O item 8 também é muito interessante, e provocaria uma reviravolta no serviço público, se fosse implementado: os servidores que faltassem ao serviço tinham que pagar uma multa, metade da qual seria entregue aos cidadãos que perderam a viagem e não foram atendidos.

O item 9 também seria uma revolução: se o servidor não trabalhar com diligência, o chefe simplesmente chama outro, que faz o serviço e recebe a paga que seria dada ao primeiro... 

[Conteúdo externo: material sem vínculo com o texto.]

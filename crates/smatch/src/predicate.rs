//! Predicate combinators usable directly as patterns.
//!
//! A [`Predicate`] wraps a unary [`Test`] and matches every subject the test
//! accepts, binding the subject itself. Predicates compose into new
//! predicates without shared state: each combinator owns its operands.
//!
//! ```
//! use smatch::placeholders::_x;
//! use smatch::smatch;
//!
//! let small = _x.gt(0) & _x.lt(10);
//! assert_eq!(smatch!(7_i32, small => |x| *x * 2), Ok(14));
//! ```
//!
//! Relational methods narrow the predicate they are called on rather than
//! replacing it: `p.gt(0)` tests `p(x) && x > 0`, so `_x.gt(0).lt(10)` is the
//! range `0 < x < 10`.

use std::fmt;
use std::ops;

use crate::exhaustive::{Coverage, Covered, Flag, Missing, Totality};
use crate::matcher::Matcher;

/// A pure unary test over subjects of type `S`.
pub trait Test<S: ?Sized> {
    fn test(&self, subject: &S) -> bool;
}

/// A binary comparison between a left and a right operand.
pub trait Relation<L: ?Sized, R: ?Sized> {
    fn holds(&self, lhs: &L, rhs: &R) -> bool;
}

macro_rules! relations {
    ($($(#[$doc:meta])* $name:ident: $bound:ident, $op:tt;)*) => {
        $(
            $(#[$doc])*
            #[derive(Clone, Copy, Debug, Default, PartialEq, Eq, Hash)]
            pub struct $name;

            impl<L: ?Sized + $bound<R>, R: ?Sized> Relation<L, R> for $name {
                #[inline]
                fn holds(&self, lhs: &L, rhs: &R) -> bool {
                    lhs $op rhs
                }
            }
        )*
    };
}

relations! {
    /// `lhs == rhs`
    Equal: PartialEq, ==;
    /// `lhs != rhs`
    NotEqual: PartialEq, !=;
    /// `lhs < rhs`
    Less: PartialOrd, <;
    /// `lhs <= rhs`
    LessEqual: PartialOrd, <=;
    /// `lhs > rhs`
    Greater: PartialOrd, >;
    /// `lhs >= rhs`
    GreaterEqual: PartialOrd, >=;
}

// Tests

/// Accepts everything. The base of every placeholder.
#[derive(Clone, Copy, Debug, Default, PartialEq, Eq, Hash)]
pub struct Always;

impl<S: ?Sized> Test<S> for Always {
    #[inline]
    fn test(&self, _subject: &S) -> bool {
        true
    }
}

/// A closure test. Built by [`pred`].
#[derive(Clone, Copy)]
pub struct FnTest<F>(F);

impl<F> fmt::Debug for FnTest<F> {
    fn fmt(&self, f: &mut fmt::Formatter<'_>) -> fmt::Result {
        f.write_str("FnTest(..)")
    }
}

impl<S: ?Sized, F: Fn(&S) -> bool> Test<S> for FnTest<F> {
    #[inline]
    fn test(&self, subject: &S) -> bool {
        (self.0)(subject)
    }
}

/// `!inner(x)`
#[derive(Clone, Copy, Debug)]
pub struct Negation<T>(T);

impl<S: ?Sized, T: Test<S>> Test<S> for Negation<T> {
    #[inline]
    fn test(&self, subject: &S) -> bool {
        !self.0.test(subject)
    }
}

/// `left(x) && right(x)`, left first.
#[derive(Clone, Copy, Debug)]
pub struct Conjunction<A, B>(A, B);

impl<S: ?Sized, A: Test<S>, B: Test<S>> Test<S> for Conjunction<A, B> {
    #[inline]
    fn test(&self, subject: &S) -> bool {
        self.0.test(subject) && self.1.test(subject)
    }
}

/// `left(x) || right(x)`, left first.
#[derive(Clone, Copy, Debug)]
pub struct Disjunction<A, B>(A, B);

impl<S: ?Sized, A: Test<S>, B: Test<S>> Test<S> for Disjunction<A, B> {
    #[inline]
    fn test(&self, subject: &S) -> bool {
        self.0.test(subject) || self.1.test(subject)
    }
}

/// `inner(x) && relation(x, value)`
#[derive(Clone, Copy, Debug)]
pub struct Compare<T, V, R> {
    inner: T,
    value: V,
    relation: R,
}

impl<S, T, V, R> Test<S> for Compare<T, V, R>
where
    S: ?Sized,
    T: Test<S>,
    R: Relation<S, V>,
{
    #[inline]
    fn test(&self, subject: &S) -> bool {
        self.inner.test(subject) && self.relation.holds(subject, &self.value)
    }
}

/// `inner(x) && relation(value, x)`
#[derive(Clone, Copy, Debug)]
pub struct Flipped<T, V, R> {
    inner: T,
    value: V,
    relation: R,
}

impl<S, T, V, R> Test<S> for Flipped<T, V, R>
where
    S: ?Sized,
    T: Test<S>,
    R: Relation<V, S>,
{
    #[inline]
    fn test(&self, subject: &S) -> bool {
        self.inner.test(subject) && self.relation.holds(&self.value, subject)
    }
}

// Totality of tests

impl Totality for Always {
    type Flag = Covered;
}

impl<F> Totality for FnTest<F> {
    type Flag = Missing;
}

impl<T> Totality for Negation<T> {
    type Flag = Missing;
}

impl<A: Totality, B: Totality> Totality for Conjunction<A, B> {
    type Flag = <A::Flag as Flag>::And<B::Flag>;
}

impl<A: Totality, B: Totality> Totality for Disjunction<A, B> {
    type Flag = <A::Flag as Flag>::Or<B::Flag>;
}

impl<T, V, R> Totality for Compare<T, V, R> {
    type Flag = Missing;
}

impl<T, V, R> Totality for Flipped<T, V, R> {
    type Flag = Missing;
}

// Predicate

/// A test usable as a pattern.
///
/// Compatible with every subject the test accepts; binds the subject itself
/// as the single extracted value.
#[derive(Clone, Copy, Debug, Default)]
pub struct Predicate<T>(T);

/// Predicate from a closure. Annotate the parameter type: `pred(|s: &str| …)`.
#[inline]
pub fn pred<F>(test: F) -> Predicate<FnTest<F>> {
    Predicate(FnTest(test))
}

impl<T> Predicate<T> {
    #[inline]
    pub const fn new(test: T) -> Self {
        Predicate(test)
    }

    /// Evaluate the wrapped test.
    #[inline]
    pub fn test<S: ?Sized>(&self, subject: &S) -> bool
    where
        T: Test<S>,
    {
        self.0.test(subject)
    }

    #[inline]
    pub fn into_inner(self) -> T {
        self.0
    }

    /// Both predicates must accept; `self` is evaluated first.
    #[inline]
    pub fn and<U>(self, other: Predicate<U>) -> Predicate<Conjunction<T, U>> {
        Predicate(Conjunction(self.0, other.0))
    }

    /// Either predicate must accept; `self` is evaluated first.
    #[inline]
    pub fn or<U>(self, other: Predicate<U>) -> Predicate<Disjunction<T, U>> {
        Predicate(Disjunction(self.0, other.0))
    }

    #[inline]
    pub fn negate(self) -> Predicate<Negation<T>> {
        Predicate(Negation(self.0))
    }
}

/// Left-hand value for comparisons written value-first: `operand(0).lt(_x)`
/// tests `0 < x`.
#[derive(Clone, Copy, Debug, Default)]
pub struct Operand<V>(V);

#[inline]
pub fn operand<V>(value: V) -> Operand<V> {
    Operand(value)
}

macro_rules! relational_methods {
    ($($method:ident => $relation:ident, $text:literal;)*) => {
        impl<T> Predicate<T> {
            $(
                #[doc = concat!("Narrow to subjects `x` with `x ", $text, " value`.")]
                #[inline]
                pub fn $method<V>(self, value: V) -> Predicate<Compare<T, V, $relation>> {
                    Predicate(Compare { inner: self.0, value, relation: $relation })
                }
            )*
        }

        impl<V> Operand<V> {
            $(
                #[doc = concat!("Narrow `predicate` to subjects `x` with `value ", $text, " x`.")]
                #[inline]
                pub fn $method<T>(self, predicate: Predicate<T>) -> Predicate<Flipped<T, V, $relation>> {
                    Predicate(Flipped { inner: predicate.0, value: self.0, relation: $relation })
                }
            )*
        }
    };
}

relational_methods! {
    eq => Equal, "==";
    ne => NotEqual, "!=";
    lt => Less, "<";
    le => LessEqual, "<=";
    gt => Greater, ">";
    ge => GreaterEqual, ">=";
}

impl<T> ops::Not for Predicate<T> {
    type Output = Predicate<Negation<T>>;

    #[inline]
    fn not(self) -> Self::Output {
        self.negate()
    }
}

impl<T, U> ops::BitAnd<Predicate<U>> for Predicate<T> {
    type Output = Predicate<Conjunction<T, U>>;

    #[inline]
    fn bitand(self, rhs: Predicate<U>) -> Self::Output {
        self.and(rhs)
    }
}

impl<T, U> ops::BitOr<Predicate<U>> for Predicate<T> {
    type Output = Predicate<Disjunction<T, U>>;

    #[inline]
    fn bitor(self, rhs: Predicate<U>) -> Self::Output {
        self.or(rhs)
    }
}

impl<'s, S, T> Matcher<'s, S> for Predicate<T>
where
    S: ?Sized + 's,
    T: Test<S>,
{
    type Bindings = (&'s S, ());

    #[inline]
    fn check(&self, subject: &'s S) -> bool {
        self.0.test(subject)
    }

    #[inline]
    fn get(&self, subject: &'s S) -> Self::Bindings {
        (subject, ())
    }
}

impl<T: Totality> Totality for Predicate<T> {
    type Flag = T::Flag;
}

impl<T: Totality> Coverage for Predicate<T> {
    type Cover = T::Flag;
}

Já o item 14 teria o condão de reduzir a busca desenfreada pelo Poder Judiciário, em ações sem base. Se o autor afirmar fatos falsos em relação ao réu, não apenas paga as custas em dobro, como é preso por falso testemunho. Que beleza: seria o fim da irresponsabilidade.

A segunda lei, de 1568, altera a alçada de três mil reais para vinte cruzados. Segundo o Dicionário da Porto Editora, um cruzado valia 400 reais, logo 20 cruzados valiam 8.000 reais. Com a palavra os historiadores econômicos, para nos dizerem se a conversão era essa e se com a inflação da época, a alçada do então ouvidor aumentou ou não.

Fica em aberto a compreensão das duas alçadas. Pela interpretação literal da lei de 1520, o Juiz da Alfândega não poderia julgar casos cujo valor excedesse3.000 reais (7 cruzados e meio). Pela lei de 1568, não se sabe qual o valor máximo das causas que poderiam ser julgadas pelo então Ouvidor da Alfândega, mas que não haveria recurso para os casos até 20 cruzados (8.000 reais). São situações distintas.

Fonte:

LIAM, Duarte Nunez do. Leis Extravagantes Collegidas e Relatadas pelo Licenciado Duarte Nunez do Liam per Mandado do muito alto & muito poderoſo Rei Dom Sebastiam noſſo ſenhor. Lisboa: Antonio Gonçalvez, 1619.

PORTO EDITORA. Infopédia. Disponível em www.infopedia.pt.